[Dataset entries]
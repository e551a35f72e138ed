use thiserror::Error;

use crate::domain::email::EmailError;

/// Error for AuthorId parsing failures
#[derive(Debug, Clone, Error, PartialEq, Eq)]
pub enum AuthorIdError {
    #[error("Not a valid UUID: {0}")]
    InvalidFormat(String),
}

/// Error for AuthorName validation failures
#[derive(Debug, Clone, Error, PartialEq, Eq)]
pub enum AuthorNameError {
    #[error("Author name must have at least {min} characters, got {actual}")]
    TooShort { min: usize, actual: usize },

    #[error("Author name must have at most {max} characters, got {actual}")]
    TooLong { max: usize, actual: usize },
}

/// Top-level error for all author-related operations
#[derive(Debug, Clone, Error)]
pub enum AuthorError {
    #[error("Invalid author id: {0}")]
    InvalidAuthorId(#[from] AuthorIdError),

    #[error("Invalid author name: {0}")]
    InvalidName(#[from] AuthorNameError),

    #[error("Invalid email: {0}")]
    InvalidEmail(#[from] EmailError),

    #[error("Author not found: {0}")]
    NotFound(String),

    #[error("Email already exists: {0}")]
    EmailAlreadyExists(String),

    #[error("Storage error: {0}")]
    DatabaseError(String),

    #[error("Unexpected error: {0}")]
    Unknown(String),
}

impl From<anyhow::Error> for AuthorError {
    fn from(err: anyhow::Error) -> Self {
        AuthorError::Unknown(err.to_string())
    }
}
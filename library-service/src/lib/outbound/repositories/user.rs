use async_trait::async_trait;
use sqlx::postgres::PgRow;
use sqlx::PgPool;
use sqlx::Row;

use crate::domain::email::EmailAddress;
use crate::domain::user::models::Nickname;
use crate::domain::user::models::User;
use crate::domain::user::models::UserId;
use crate::domain::user::ports::UserRepository;
use crate::user::errors::UserError;

pub struct PostgresUserRepository {
    pool: PgPool,
}

impl PostgresUserRepository {
    pub fn new(pool: PgPool) -> Self {
        Self { pool }
    }
}

fn db_err(e: sqlx::Error) -> UserError {
    UserError::DatabaseError(e.to_string())
}

fn map_row(row: &PgRow) -> Result<User, UserError> {
    Ok(User {
        id: UserId(row.try_get("id").map_err(db_err)?),
        nickname: Nickname::new(row.try_get("nickname").map_err(db_err)?)?,
        email: EmailAddress::new(row.try_get("email").map_err(db_err)?)?,
        password_hash: row.try_get("password_hash").map_err(db_err)?,
        created_at: row.try_get("created_at").map_err(db_err)?,
        updated_at: row.try_get("updated_at").map_err(db_err)?,
    })
}

fn map_unique_violation(e: sqlx::Error, email: &EmailAddress) -> UserError {
    if let Some(db_err) = e.as_database_error() {
        if db_err.is_unique_violation() && db_err.constraint() == Some("users_email_key") {
            return UserError::EmailAlreadyExists(email.as_str().to_string());
        }
    }
    UserError::DatabaseError(e.to_string())
}

#[async_trait]
impl UserRepository for PostgresUserRepository {
    async fn create(&self, user: User) -> Result<User, UserError> {
        sqlx::query(
            r#"
            INSERT INTO users (id, nickname, email, password_hash, created_at, updated_at)
            VALUES ($1, $2, $3, $4, $5, $6)
            "#,
        )
        .bind(user.id.0)
        .bind(user.nickname.as_str())
        .bind(user.email.as_str())
        .bind(&user.password_hash)
        .bind(user.created_at)
        .bind(user.updated_at)
        .execute(&self.pool)
        .await
        .map_err(|e| map_unique_violation(e, &user.email))?;

        Ok(user)
    }

    async fn find_by_id(&self, id: &UserId) -> Result<Option<User>, UserError> {
        let row = sqlx::query(
            r#"
            SELECT id, nickname, email, password_hash, created_at, updated_at
            FROM users
            WHERE id = $1
            "#,
        )
        .bind(id.0)
        .fetch_optional(&self.pool)
        .await
        .map_err(db_err)?;

        row.as_ref().map(map_row).transpose()
    }

    async fn find_by_email(&self, email: &str) -> Result<Option<User>, UserError> {
        let row = sqlx::query(
            r#"
            SELECT id, nickname, email, password_hash, created_at, updated_at
            FROM users
            WHERE email = $1
            "#,
        )
        .bind(email)
        .fetch_optional(&self.pool)
        .await
        .map_err(db_err)?;

        row.as_ref().map(map_row).transpose()
    }

    async fn list_all(&self) -> Result<Vec<User>, UserError> {
        let rows = sqlx::query(
            r#"
            SELECT id, nickname, email, password_hash, created_at, updated_at
            FROM users
            ORDER BY created_at DESC
            "#,
        )
        .fetch_all(&self.pool)
        .await
        .map_err(db_err)?;

        rows.iter().map(map_row).collect()
    }

    async fn update(&self, user: User) -> Result<User, UserError> {
        let result = sqlx::query(
            r#"
            UPDATE users
            SET nickname = $2, email = $3, password_hash = $4, updated_at = $5
            WHERE id = $1
            "#,
        )
        .bind(user.id.0)
        .bind(user.nickname.as_str())
        .bind(user.email.as_str())
        .bind(&user.password_hash)
        .bind(user.updated_at)
        .execute(&self.pool)
        .await
        .map_err(|e| map_unique_violation(e, &user.email))?;

        if result.rows_affected() == 0 {
            return Err(UserError::NotFound(user.id.to_string()));
        }

        Ok(user)
    }

    async fn delete(&self, id: &UserId) -> Result<(), UserError> {
        let result = sqlx::query(
            r#"
            DELETE FROM users
            WHERE id = $1
            "#,
        )
        .bind(id.0)
        .execute(&self.pool)
        .await
        .map_err(db_err)?;

        if result.rows_affected() == 0 {
            return Err(UserError::NotFound(id.to_string()));
        }

        Ok(())
    }
}
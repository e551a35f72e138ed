use std::fmt;
use std::str::FromStr;

use thiserror::Error;

/// Email address value type, shared by users and authors.
///
/// Format is checked with an RFC 5322 compliant parser; uniqueness is a
/// storage concern enforced per collection by the repositories.
#[derive(Debug, Clone, PartialEq, Eq)]
pub struct EmailAddress(String);

/// Error for EmailAddress validation failures
#[derive(Debug, Clone, Error, PartialEq, Eq)]
pub enum EmailError {
    #[error("Not a valid email address: {0}")]
    InvalidFormat(String),
}

impl EmailAddress {
    /// Create a new validated email address.
    ///
    /// # Errors
    /// * `InvalidFormat` - Email does not conform to RFC 5322
    pub fn new(email: String) -> Result<Self, EmailError> {
        match email_address::EmailAddress::from_str(&email) {
            Ok(_) => Ok(Self(email)),
            Err(e) => Err(EmailError::InvalidFormat(e.to_string())),
        }
    }

    pub fn as_str(&self) -> &str {
        &self.0
    }
}

impl fmt::Display for EmailAddress {
    fn fmt(&self, f: &mut fmt::Formatter<'_>) -> fmt::Result {
        self.0.fmt(f)
    }
}
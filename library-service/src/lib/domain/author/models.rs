use std::fmt;

use chrono::DateTime;
use chrono::Utc;
use uuid::Uuid;

use crate::author::errors::AuthorIdError;
use crate::author::errors::AuthorNameError;
use crate::domain::email::EmailAddress;

/// Author aggregate entity.
///
/// `published_count` is derived from the book collection: it is written
/// only by the counter reconciler, never by general author updates, and
/// equals `count(books where author_id == id)` whenever no reconciliation
/// is in flight.
#[derive(Debug, Clone)]
pub struct Author {
    pub id: AuthorId,
    pub name: AuthorName,
    pub email: EmailAddress,
    pub bio: Option<String>,
    pub published_count: i64,
    pub created_at: DateTime<Utc>,
    pub updated_at: DateTime<Utc>,
}

/// Author unique identifier type
#[derive(Debug, Clone, Copy, PartialEq, Eq, Hash)]
pub struct AuthorId(pub Uuid);

impl AuthorId {
    pub fn new() -> Self {
        Self(Uuid::new_v4())
    }

    /// Parse an author ID from string.
    ///
    /// # Errors
    /// * `InvalidFormat` - String is not a valid UUID
    pub fn from_string(s: &str) -> Result<Self, AuthorIdError> {
        Uuid::parse_str(s)
            .map(AuthorId)
            .map_err(|e| AuthorIdError::InvalidFormat(e.to_string()))
    }
}

impl Default for AuthorId {
    fn default() -> Self {
        Self::new()
    }
}

impl fmt::Display for AuthorId {
    fn fmt(&self, f: &mut fmt::Formatter<'_>) -> fmt::Result {
        self.0.fmt(f)
    }
}

/// Author name value type, 2-128 characters.
#[derive(Debug, Clone, PartialEq, Eq)]
pub struct AuthorName(String);

impl AuthorName {
    const MIN_LENGTH: usize = 2;
    const MAX_LENGTH: usize = 128;

    /// Create a new valid author name.
    ///
    /// # Errors
    /// * `TooShort` - Name shorter than 2 characters
    /// * `TooLong` - Name longer than 128 characters
    pub fn new(name: String) -> Result<Self, AuthorNameError> {
        let length = name.chars().count();
        if length < Self::MIN_LENGTH {
            Err(AuthorNameError::TooShort {
                min: Self::MIN_LENGTH,
                actual: length,
            })
        } else if length > Self::MAX_LENGTH {
            Err(AuthorNameError::TooLong {
                max: Self::MAX_LENGTH,
                actual: length,
            })
        } else {
            Ok(Self(name))
        }
    }

    pub fn as_str(&self) -> &str {
        &self.0
    }
}

impl fmt::Display for AuthorName {
    fn fmt(&self, f: &mut fmt::Formatter<'_>) -> fmt::Result {
        self.0.fmt(f)
    }
}

/// Command to create a new author with validated fields.
///
/// `published_count` is not part of the command: new authors start at zero
/// and only the reconciler moves it.
#[derive(Debug)]
pub struct CreateAuthorCommand {
    pub name: AuthorName,
    pub email: EmailAddress,
    pub bio: Option<String>,
}

impl CreateAuthorCommand {
    pub fn new(name: AuthorName, email: EmailAddress, bio: Option<String>) -> Self {
        Self { name, email, bio }
    }
}

/// Command to update an existing author with optional validated fields.
#[derive(Debug)]
pub struct UpdateAuthorCommand {
    pub name: Option<AuthorName>,
    pub email: Option<EmailAddress>,
    pub bio: Option<String>,
}
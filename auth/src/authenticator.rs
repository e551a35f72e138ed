use crate::jwt::Claims;
use crate::jwt::JwtError;
use crate::jwt::JwtHandler;
use crate::password::PasswordError;
use crate::password::PasswordHasher;

/// Coordinates password verification and token issuance.
///
/// Owns the process-wide signing secret (injected from configuration at
/// startup) so no other component touches it directly.
pub struct Authenticator {
    password_hasher: PasswordHasher,
    jwt_handler: JwtHandler,
}

/// Result of successful authentication.
pub struct AuthenticationResult {
    /// Signed bearer token
    pub access_token: String,
}

/// Authentication operation errors.
#[derive(Debug, thiserror::Error)]
pub enum AuthenticationError {
    #[error("Invalid credentials")]
    InvalidCredentials,

    #[error("Password error: {0}")]
    PasswordError(#[from] PasswordError),

    #[error("JWT error: {0}")]
    JwtError(#[from] JwtError),
}

impl Authenticator {
    pub fn new(jwt_secret: &[u8]) -> Self {
        Self {
            password_hasher: PasswordHasher::new(),
            jwt_handler: JwtHandler::new(jwt_secret),
        }
    }

    /// Hash a password for storage.
    ///
    /// # Errors
    /// * `PasswordError` - Hashing operation failed
    pub fn hash_password(&self, password: &str) -> Result<String, PasswordError> {
        self.password_hasher.hash(password)
    }

    /// The login primitive: check the password against the stored hash and
    /// mint a token only when it matches.
    ///
    /// # Errors
    /// * `InvalidCredentials` - Password does not match the stored hash
    /// * `PasswordError` - Stored hash could not be parsed
    /// * `JwtError` - Token generation failed
    pub fn authenticate(
        &self,
        password: &str,
        stored_hash: &str,
        claims: &Claims,
    ) -> Result<AuthenticationResult, AuthenticationError> {
        if !self.password_hasher.verify(password, stored_hash)? {
            return Err(AuthenticationError::InvalidCredentials);
        }

        Ok(AuthenticationResult {
            access_token: self.jwt_handler.encode(claims)?,
        })
    }

    /// Mint a token without a password check. Register uses this (the
    /// password was just set) and so does refresh (the presented token
    /// already proved the identity).
    ///
    /// # Errors
    /// * `JwtError` - Token generation failed
    pub fn generate_token(&self, claims: &Claims) -> Result<String, JwtError> {
        self.jwt_handler.encode(claims)
    }

    /// Verify a token and return its claims.
    ///
    /// # Errors
    /// * `JwtError` - Signature mismatch, malformed token, or expired
    pub fn validate_token(&self, token: &str) -> Result<Claims, JwtError> {
        self.jwt_handler.decode(token)
    }
}
use axum::http::StatusCode;
use axum::response::IntoResponse;
use axum::response::Response;
use axum::Json;
use serde::Serialize;
use serde_json::Value;

use crate::author::errors::AuthorError;
use crate::book::errors::BookError;
use crate::user::errors::UserError;

pub mod authors;
pub mod books;
pub mod health;
pub mod login;
pub mod logout;
pub mod me;
pub mod refresh;
pub mod register;
pub mod users;

/// The single wire shape every operation outcome resolves to.
///
/// Success: `{success: true, statusCode, message, data}` with `data` null
/// when the payload is empty. Failure: `{success: false, statusCode,
/// message, error?}`. Nothing else ever reaches the transport layer.
#[derive(Debug, Clone, PartialEq, Serialize)]
pub struct ApiResponseBody {
    pub success: bool,
    #[serde(rename = "statusCode")]
    pub status_code: u16,
    pub message: String,
    #[serde(skip_serializing_if = "Option::is_none")]
    pub data: Option<Value>,
    #[serde(skip_serializing_if = "Option::is_none")]
    pub error: Option<Value>,
}

/// Successful operation outcome. Status must be in [200, 300).
#[derive(Debug, Clone)]
pub struct ApiSuccess(StatusCode, Json<ApiResponseBody>);

impl PartialEq for ApiSuccess {
    fn eq(&self, other: &Self) -> bool {
        self.0 == other.0 && self.1 .0 == other.1 .0
    }
}

impl ApiSuccess {
    /// Envelope a payload with the default message: "Data found" when the
    /// payload carries something, "No data found" when it is null, an
    /// empty array, or an empty object.
    pub fn new<T: Serialize>(status: StatusCode, data: T) -> Self {
        Self::build(status, None, data)
    }

    /// Envelope a payload with an explicit message overriding the default.
    pub fn with_message<T: Serialize>(status: StatusCode, message: &str, data: T) -> Self {
        Self::build(status, Some(message.to_string()), data)
    }

    fn build<T: Serialize>(status: StatusCode, message: Option<String>, data: T) -> Self {
        let value = serde_json::to_value(data).unwrap_or(Value::Null);
        let has_data = !is_empty_payload(&value);

        let message = message.unwrap_or_else(|| {
            if has_data {
                "Data found".to_string()
            } else {
                "No data found".to_string()
            }
        });
        let data = if has_data { value } else { Value::Null };

        ApiSuccess(
            status,
            Json(ApiResponseBody {
                success: true,
                status_code: status.as_u16(),
                message,
                data: Some(data),
                error: None,
            }),
        )
    }
}

impl IntoResponse for ApiSuccess {
    fn into_response(self) -> Response {
        (self.0, self.1).into_response()
    }
}

fn is_empty_payload(value: &Value) -> bool {
    match value {
        Value::Null => true,
        Value::Array(items) => items.is_empty(),
        Value::Object(fields) => fields.is_empty(),
        _ => false,
    }
}

/// Closed error taxonomy. Every failure an operation can produce maps to
/// exactly one of these kinds; dispatch is on the kind, never on the
/// originating type.
#[derive(Debug, Clone, PartialEq, Eq)]
pub enum ApiError {
    BadRequest(String),
    UnprocessableEntity(String),
    Unauthorized(String),
    Forbidden(String),
    NotFound(String),
    Conflict(String),
    InternalServerError(String),
}

impl From<anyhow::Error> for ApiError {
    fn from(e: anyhow::Error) -> Self {
        Self::InternalServerError(e.to_string())
    }
}

impl IntoResponse for ApiError {
    fn into_response(self) -> Response {
        let (status, message, error) = match self {
            ApiError::BadRequest(msg) => (StatusCode::BAD_REQUEST, msg, None),
            ApiError::UnprocessableEntity(msg) => (StatusCode::UNPROCESSABLE_ENTITY, msg, None),
            ApiError::Unauthorized(msg) => (StatusCode::UNAUTHORIZED, msg, None),
            ApiError::Forbidden(msg) => (StatusCode::FORBIDDEN, msg, None),
            ApiError::NotFound(msg) => (StatusCode::NOT_FOUND, msg, None),
            ApiError::Conflict(msg) => (StatusCode::CONFLICT, msg, None),
            ApiError::InternalServerError(detail) => {
                tracing::error!(error = %detail, "Internal error reached the response pipeline");

                // Release builds never put internal detail on the wire.
                let error = if cfg!(debug_assertions) {
                    Some(Value::String(detail))
                } else {
                    None
                };

                (
                    StatusCode::INTERNAL_SERVER_ERROR,
                    "Internal server error".to_string(),
                    error,
                )
            }
        };

        (
            status,
            Json(ApiResponseBody {
                success: false,
                status_code: status.as_u16(),
                message,
                data: None,
                error,
            }),
        )
            .into_response()
    }
}

impl From<UserError> for ApiError {
    fn from(err: UserError) -> Self {
        match err {
            UserError::NotFound(_) => ApiError::NotFound(err.to_string()),
            UserError::EmailAlreadyExists(_) => ApiError::Conflict(err.to_string()),
            UserError::InvalidCredentials => ApiError::Unauthorized(err.to_string()),
            UserError::InvalidNickname(_)
            | UserError::InvalidEmail(_)
            | UserError::InvalidUserId(_) => ApiError::UnprocessableEntity(err.to_string()),
            UserError::PasswordHash(_) | UserError::DatabaseError(_) | UserError::Unknown(_) => {
                ApiError::InternalServerError(err.to_string())
            }
        }
    }
}

impl From<AuthorError> for ApiError {
    fn from(err: AuthorError) -> Self {
        match err {
            AuthorError::NotFound(_) => ApiError::NotFound(err.to_string()),
            AuthorError::EmailAlreadyExists(_) => ApiError::Conflict(err.to_string()),
            AuthorError::InvalidName(_)
            | AuthorError::InvalidEmail(_)
            | AuthorError::InvalidAuthorId(_) => ApiError::UnprocessableEntity(err.to_string()),
            AuthorError::DatabaseError(_) | AuthorError::Unknown(_) => {
                ApiError::InternalServerError(err.to_string())
            }
        }
    }
}

impl From<BookError> for ApiError {
    fn from(err: BookError) -> Self {
        match err {
            BookError::NotFound(_) | BookError::AuthorNotFound(_) => {
                ApiError::NotFound(err.to_string())
            }
            BookError::InvalidTitle(_) | BookError::InvalidBookId(_) => {
                ApiError::UnprocessableEntity(err.to_string())
            }
            BookError::CountReconciliation(_)
            | BookError::DatabaseError(_)
            | BookError::Unknown(_) => ApiError::InternalServerError(err.to_string()),
        }
    }
}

## [Task description]
Where does "wire" appear in the records above? Copy each line that holds it.

## [Exercise answer]
/// The single wire shape every operation outcome resolves to.
                // Release builds never put internal detail on the wire.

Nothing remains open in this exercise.